Health insurers aim at hospitals

Written By miftah nugraha on Minggu, 10 Maret 2013 | 19.55

STANDARDS in some private hospitals around the nation are so bad that health insurers don't want to cover procedures done in them.

Private Healthcare Australia, representing the nation's health insurers, commissioned a leading academic to assess four years of data on as many as 600 private hospitals and apply gradings from "A-triple-plus" to "C-triple-minus".

Some Tasmanian facilities have been included in the report and 166 of the hospitals are in Victoria.

Insurers want to cut off "C-triple-minus" facilities, where operations are most likely to: INFECT patients with bacteria such as golden staph; LEAVE hospital patients in intensive care; or REQUIRE procedures to be redone.

The insurers want to release the research, arguing the community has a right to know.

However, they have decided to not publish it for fear of being sued by staff at the sub-standard hospitals.

The insurers also believe that if the research made public it would help them to make the case for refusing to pay shoddy facilities, or to pay less.

This, they say, would lead to lower premiums.

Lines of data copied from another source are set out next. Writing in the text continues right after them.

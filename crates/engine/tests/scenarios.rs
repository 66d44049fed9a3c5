//! End-to-end layout scenarios through the public `calculate_layout` entry.

use autolayout3d_engine::{
    calculate_layout, Axis, Bounds, Direction, LayoutConfig, LayoutItem, Sizing,
};
use autolayout3d_testkit::{
    assert_json_snapshot, assert_near, assert_positions, assert_vec3_near, fill_item, sized_item,
    unit_items,
};
use glam::Vec3;

/// Three fixed unit cubes in a row, hug mode: centers at -1.5, 0, 1.5.
#[test]
fn linear_hug_row_is_centered() {
    let config = LayoutConfig::new(Direction::X).with_gap(0.5);
    let result = calculate_layout(&unit_items(3), &config, None, None);

    assert_positions(
        &result,
        &[
            Vec3::new(-1.5, 0.0, 0.0),
            Vec3::new(0.0, 0.0, 0.0),
            Vec3::new(1.5, 0.0, 0.0),
        ],
    );
}

/// A fixed item and a fill item split a known container exactly.
#[test]
fn linear_fill_consumes_container() {
    let items = [sized_item(0, 2.0, 1.0, 1.0), fill_item(1, Axis::X)];
    let config = LayoutConfig::new(Direction::X);
    let result = calculate_layout(&items, &config, Some(Vec3::new(5.0, 1.0, 1.0)), None);

    assert_vec3_near(result.sizes[1], Vec3::new(3.0, 1.0, 1.0));
    assert_positions(&result, &[Vec3::new(-1.5, 0.0, 0.0), Vec3::new(1.0, 0.0, 0.0)]);
    assert_near(result.bounds.min.x, -2.5);
    assert_near(result.bounds.max.x, 2.5);
    assert_near(result.bounds.size.x, 5.0);
}

/// 2x2 grid of unit cubes, row-major from the top-left.
#[test]
fn grid_xy_two_by_two() {
    let config = LayoutConfig::new(Direction::Xy).with_columns(2);
    let result = calculate_layout(&unit_items(4), &config, None, None);

    assert_positions(
        &result,
        &[
            Vec3::new(-0.5, 0.5, 0.0),
            Vec3::new(0.5, 0.5, 0.0),
            Vec3::new(-0.5, -0.5, 0.0),
            Vec3::new(0.5, -0.5, 0.0),
        ],
    );
}

/// Hug bounds on a y stack: width = max x, height = sum y + gaps, depth = max z.
#[test]
fn hug_bounds_wrap_stack() {
    let items = [
        sized_item(0, 1.0, 1.0, 1.0),
        sized_item(1, 2.0, 1.0, 1.0),
        sized_item(2, 1.0, 2.0, 1.0),
    ];
    let config = LayoutConfig::new(Direction::Y).with_gap(0.2);
    let result = calculate_layout(&items, &config, None, None);

    assert_vec3_near(result.bounds.size, Vec3::new(2.0, 4.4, 1.0));
}

#[test]
fn empty_item_list_is_valid() {
    let config = LayoutConfig::new(Direction::X).with_gap(1.0);
    let result = calculate_layout(&[], &config, Some(Vec3::splat(10.0)), None);

    assert!(result.is_empty());
    assert_eq!(result.bounds, Bounds::ZERO);
}

#[test]
fn unknown_direction_keeps_session_alive() {
    // Surface the engine's diagnostic when running with --nocapture.
    let _ = tracing_subscriber::fmt().with_test_writer().try_init();

    let direction: Direction = serde_json::from_str("\"banana\"").expect("tolerant deserialize");
    let config = LayoutConfig::new(direction);
    let items = [sized_item(0, 1.0, 2.0, 3.0)];
    let result = calculate_layout(&items, &config, None, None);

    assert_eq!(result.positions, vec![Vec3::ZERO]);
    assert_eq!(result.sizes, vec![Vec3::new(1.0, 2.0, 3.0)]);
}

/// Fill items in a hug container keep their natural size (deterministic
/// resolution of the hug/fill ambiguity).
#[test]
fn fill_in_hug_container_degrades_to_natural_size() {
    let items = [sized_item(0, 2.0, 1.0, 1.0), fill_item(1, Axis::X)];
    let config = LayoutConfig::new(Direction::X).with_gap(0.5);
    let result = calculate_layout(&items, &config, None, None);

    assert_vec3_near(result.sizes[1], Vec3::ONE);
    assert_near(result.bounds.size.x, 3.5);
}

/// Identical inputs give bit-identical outputs across repeated calls.
#[test]
fn recomputation_is_stable() {
    let items = [
        sized_item(0, 1.25, 0.75, 2.0),
        fill_item(1, Axis::X),
        sized_item(2, 0.5, 3.0, 0.25),
    ];
    let config = LayoutConfig::new(Direction::X).with_gap(0.3);
    let container = Some(Vec3::new(9.0, 4.0, 4.0));
    let anchor = Some(Vec3::new(1.0, -2.0, 0.5));

    let first = calculate_layout(&items, &config, container, anchor);
    for _ in 0..16 {
        let again = calculate_layout(&items, &config, container, anchor);
        assert_eq!(first, again);
    }
}

/// Golden snapshot of a full result (fixed + fill split of a container).
#[test]
fn fill_split_matches_golden_snapshot() {
    let items = [sized_item(0, 2.0, 1.0, 1.0), fill_item(1, Axis::X)];
    let config = LayoutConfig::new(Direction::X);
    let result = calculate_layout(&items, &config, Some(Vec3::new(5.0, 1.0, 1.0)), None);

    assert_json_snapshot(
        concat!(env!("CARGO_MANIFEST_DIR"), "/tests/snapshots/fill_split.json"),
        &result,
    )
    .expect("snapshot matches");
}

/// Cross-axis fill stretches to the container minus that axis's padding.
#[test]
fn cross_axis_fill_uses_container() {
    let items = [LayoutItem::new(0, Vec3::ONE).with_sizing(Axis::Y, Sizing::Fill)];
    let config = LayoutConfig::new(Direction::X);
    let result = calculate_layout(&items, &config, Some(Vec3::new(4.0, 3.0, 2.0)), None);

    assert_vec3_near(result.sizes[0], Vec3::new(1.0, 3.0, 1.0));
}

An operation that goes bad could end up costing hundreds of thousands of dollars.

"If we don't have to cover that, we don't have to ask as high a premium increase next year," said Dr Michael Armitage, CEO of the body which commissioned the research, Private Healthcare Australia (PHA), the official representative of the nation's health insurers.

Premiums have been rising at twice the rate of inflation for more than a decade.

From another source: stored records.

#![warn(missing_docs)]
//! 3D auto-layout engine.
//!
//! Assigns positions and sizes to items arranged inside a container along
//! one, two, or three spatial axes, under per-item sizing policies
//! (Fixed / Fill / Hug), configurable gaps and six-sided padding, and an
//! explicit centering anchor.
//!
//! The engine is a pure library boundary: no rendering, no scene graph, no
//! internal state. Every call is independent, never blocks, and resolves
//! misconfiguration fail-soft so an interactive host session keeps running.
//!
//! # Example
//!
//! ```rust
//! use autolayout3d_engine::{calculate_layout, Direction, LayoutConfig, LayoutItem};
//! use glam::Vec3;
//!
//! let items = vec![
//!     LayoutItem::new(1, Vec3::ONE),
//!     LayoutItem::new(2, Vec3::ONE),
//!     LayoutItem::new(3, Vec3::ONE),
//! ];
//! let config = LayoutConfig::new(Direction::X).with_gap(0.5);
//!
//! let result = calculate_layout(&items, &config, None, None);
//! assert_eq!(result.positions.len(), 3);
//! // The block is centered on the origin (the default anchor).
//! assert!(result.bounds.center().length() < 1e-6);
//! ```

pub mod bounds;
pub mod config;
pub mod engine;
pub mod grid;
pub mod item;
pub mod linear;
pub mod result;
pub mod sizing;

// Re-export the host-facing surface.
pub use bounds::Bounds;
pub use config::{Axis, Direction, LayoutConfig, Padding, UnknownDirection};
pub use engine::{calculate_layout, fallback_result};
pub use grid::{solve_grid, GridMode};
pub use item::{LayoutItem, Sizing, SizingPolicy};
pub use linear::solve_linear;
pub use result::LayoutResult;
pub use sizing::{resolve_size, FILL_FLOOR};

use anyhow::Result;

/// Version of the engine crate.
pub const VERSION: &str = env!("CARGO_PKG_VERSION");

/// Initialize the layout engine with default settings.
pub fn init() -> Result<()> {
    tracing::info!("Initializing autolayout3d-engine v{}", VERSION);
    Ok(())
}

Australian Medical Association Tasmanian president John Davis said with the report not being released, it was impossible to comment on its contents but said there was no reason for Tasmanians to be concerned.

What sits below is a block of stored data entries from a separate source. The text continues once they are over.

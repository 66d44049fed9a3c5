//! Container-level layout configuration (direction, gap, padding, grid shape).

use glam::Vec3;
use serde::{Deserialize, Serialize};
use std::str::FromStr;
use thiserror::Error;

/// One of the three spatial axes.
#[derive(Debug, Clone, Copy, PartialEq, Eq, Hash, Serialize, Deserialize)]
#[serde(rename_all = "lowercase")]
pub enum Axis {
    /// Horizontal axis.
    X,
    /// Vertical axis.
    Y,
    /// Depth axis.
    Z,
}

impl Axis {
    /// All three axes, in x/y/z order.
    pub const ALL: [Axis; 3] = [Axis::X, Axis::Y, Axis::Z];

    /// Component index into a `Vec3` (0, 1, or 2).
    pub fn index(self) -> usize {
        match self {
            Axis::X => 0,
            Axis::Y => 1,
            Axis::Z => 2,
        }
    }

    /// Read this axis's component from a vector.
    pub fn get(self, v: Vec3) -> f32 {
        v[self.index()]
    }

    /// Write this axis's component on a vector.
    pub fn set(self, v: &mut Vec3, value: f32) {
        v[self.index()] = value;
    }

    /// The other two axes.
    pub fn cross(self) -> [Axis; 2] {
        match self {
            Axis::X => [Axis::Y, Axis::Z],
            Axis::Y => [Axis::X, Axis::Z],
            Axis::Z => [Axis::X, Axis::Y],
        }
    }
}

/// Layout direction: a single primary axis (linear) or a grid mode.
///
/// Deserialization is tolerant: an unrecognized string maps to
/// [`Direction::Unknown`], which the solver resolves fail-soft rather than
/// aborting an interactive edit. [`FromStr`] is the strict counterpart.
#[derive(Debug, Clone, Copy, PartialEq, Eq, Default, Serialize)]
#[serde(rename_all = "lowercase")]
pub enum Direction {
    /// Linear along x.
    #[default]
    X,
    /// Linear along y.
    Y,
    /// Linear along z.
    Z,
    /// Two-dimensional grid in the xy plane.
    Xy,
    /// Three-dimensional grid.
    Xyz,
    /// Unrecognized direction from a host bridge; solved fail-soft.
    Unknown,
}

impl<'de> Deserialize<'de> for Direction {
    fn deserialize<D>(deserializer: D) -> Result<Self, D::Error>
    where
        D: serde::Deserializer<'de>,
    {
        let raw = String::deserialize(deserializer)?;
        Ok(raw.parse().unwrap_or(Direction::Unknown))
    }
}

impl Direction {
    /// The primary axis for linear directions, `None` for grids/unknown.
    pub fn primary_axis(self) -> Option<Axis> {
        match self {
            Direction::X => Some(Axis::X),
            Direction::Y => Some(Axis::Y),
            Direction::Z => Some(Axis::Z),
            _ => None,
        }
    }

    /// Whether this direction selects the grid solver.
    pub fn is_grid(self) -> bool {
        matches!(self, Direction::Xy | Direction::Xyz)
    }
}

/// Strict-parse error for direction strings.
#[derive(Debug, Clone, PartialEq, Eq, Error)]
#[error("unknown layout direction `{0}` (expected x, y, z, xy, or xyz)")]
pub struct UnknownDirection(pub String);

impl FromStr for Direction {
    type Err = UnknownDirection;

    fn from_str(s: &str) -> Result<Self, Self::Err> {
        match s {
            "x" => Ok(Direction::X),
            "y" => Ok(Direction::Y),
            "z" => Ok(Direction::Z),
            "xy" => Ok(Direction::Xy),
            "xyz" => Ok(Direction::Xyz),
            other => Err(UnknownDirection(other.to_string())),
        }
    }
}

/// Six-sided container padding, in world units.
///
/// Sides map to axis pairs: x ↔ (left, right), y ↔ (top, bottom),
/// z ↔ (front, back). The "low" side of each axis is left / bottom / back.
#[derive(Debug, Clone, Copy, PartialEq, Default, Serialize, Deserialize)]
#[serde(default)]
pub struct Padding {
    /// Padding above the content (+y side).
    pub top: f32,
    /// Padding below the content (−y side).
    pub bottom: f32,
    /// Padding on the −x side.
    pub left: f32,
    /// Padding on the +x side.
    pub right: f32,
    /// Padding on the +z side.
    pub front: f32,
    /// Padding on the −z side.
    pub back: f32,
}

impl Padding {
    /// The same padding on all six sides.
    pub fn uniform(value: f32) -> Self {
        Self {
            top: value,
            bottom: value,
            left: value,
            right: value,
            front: value,
            back: value,
        }
    }

    /// Per-axis symmetric padding (same value on both sides of each axis).
    pub fn symmetric(x: f32, y: f32, z: f32) -> Self {
        Self {
            top: y,
            bottom: y,
            left: x,
            right: x,
            front: z,
            back: z,
        }
    }

    /// Padding on the low side of an axis (left / bottom / back).
    pub fn low(&self, axis: Axis) -> f32 {
        match axis {
            Axis::X => self.left,
            Axis::Y => self.bottom,
            Axis::Z => self.back,
        }
    }

    /// Padding on the high side of an axis (right / top / front).
    pub fn high(&self, axis: Axis) -> f32 {
        match axis {
            Axis::X => self.right,
            Axis::Y => self.top,
            Axis::Z => self.front,
        }
    }

    /// Total padding consumed along an axis (low + high).
    pub fn along(&self, axis: Axis) -> f32 {
        self.low(axis) + self.high(axis)
    }
}

/// Configuration for one container's layout pass.
#[derive(Debug, Clone, Copy, PartialEq, Serialize, Deserialize)]
#[serde(default)]
pub struct LayoutConfig {
    /// Placement direction (linear axis or grid mode).
    pub direction: Direction,
    /// Uniform spacing between sequential items / grid cells.
    pub gap: f32,
    /// Six-sided padding.
    pub padding: Padding,
    /// Grid column count; defaults from the item count when absent.
    pub columns: Option<usize>,
    /// Grid row count; defaults to the column count when absent.
    pub rows: Option<usize>,
}

impl Default for LayoutConfig {
    fn default() -> Self {
        Self {
            direction: Direction::X,
            gap: 0.0,
            padding: Padding::default(),
            columns: None,
            rows: None,
        }
    }
}

impl LayoutConfig {
    /// Create a config for the given direction with no gap or padding.
    pub fn new(direction: Direction) -> Self {
        Self {
            direction,
            ..Default::default()
        }
    }

    /// Builder: set the inter-item gap.
    pub fn with_gap(mut self, gap: f32) -> Self {
        self.gap = gap;
        self
    }

    /// Builder: set the padding.
    pub fn with_padding(mut self, padding: Padding) -> Self {
        self.padding = padding;
        self
    }

    /// Builder: set an explicit grid column count.
    pub fn with_columns(mut self, columns: usize) -> Self {
        self.columns = Some(columns);
        self
    }

    /// Builder: set an explicit grid row count.
    pub fn with_rows(mut self, rows: usize) -> Self {
        self.rows = Some(rows);
        self
    }
}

"There is no reason to believe that private hospitals in Tasmania provide anything other than quality care," Dr Davis said.

"I expect all private hospitals here are accredited by their independent group, the ACHS (Australian Council on Healthcare Standards)."

The rapidly increasing cost of cover prompted News Limited to join forces with consumer network One Big Switch in the Big Health Insurance Switch campaign.

In just two weeks more than 60,000 people have joined the campaign by registering an interest in receiving a no-obligation discount health insurance offer.

Registration is free.

The PHA does not support the campaign.

Rather, Dr Armitage said, the "real gain" was in "fixing rats**t outcomes" that drive up costs.

"There are a whole lot [of hospitals] that are C-triple-minus," Dr Armitage said.

"And we just keep backing up the truck full of gold bars" to pay them.

Private hospitals perform about two-thirds of all elective surgery.

The unpublished hospital research was based on figures from 2004 to 2007 using the 25 million "data points" insurers gather each year.

The work was completed in 2009.

Since then the PHA has been fighting to get the findings into the public domain.

It lobbied politicians from both sides and even sought advice from the Privacy Commissioner.

Dr Armitage said the advice was that the PHA would be sued.

The battle to make the research public has taken the PHA so long that Dr Armitage said that even if it could now be released it would need to be done again to bring it up to date.

He would not release details of the research to News Limited.

Dr Armitage, who was South Australia's health minister until 2002, said private health insurers "are not utilised appropriately in helping the health system get over its problems".

"The real gain for the health system is in fixing rats**t outcomes. But governments of all persuasions won't let us off the leash."

Australian Private Hospitals Association (APHA) CEO Michael Roff said he was not aware of the insurers' research.

"If they have that data they've never shared it with the APHA or with any individual hospitals," Mr Roff said, adding that he was willing to see it.

Mr Roff also said there was "nothing to stop a private health insurer from not entering into a contract with one or more hospitals".

He wasn't aware of that having happened.

A spokesman for federal Health Minister Tanya Plibersek said her office would like to see the research.

Without seeing it, the minister was unable to comment.

Dr Armitage said the Productivity Commission had found private hospitals, on average, offered higher quality treatment than public.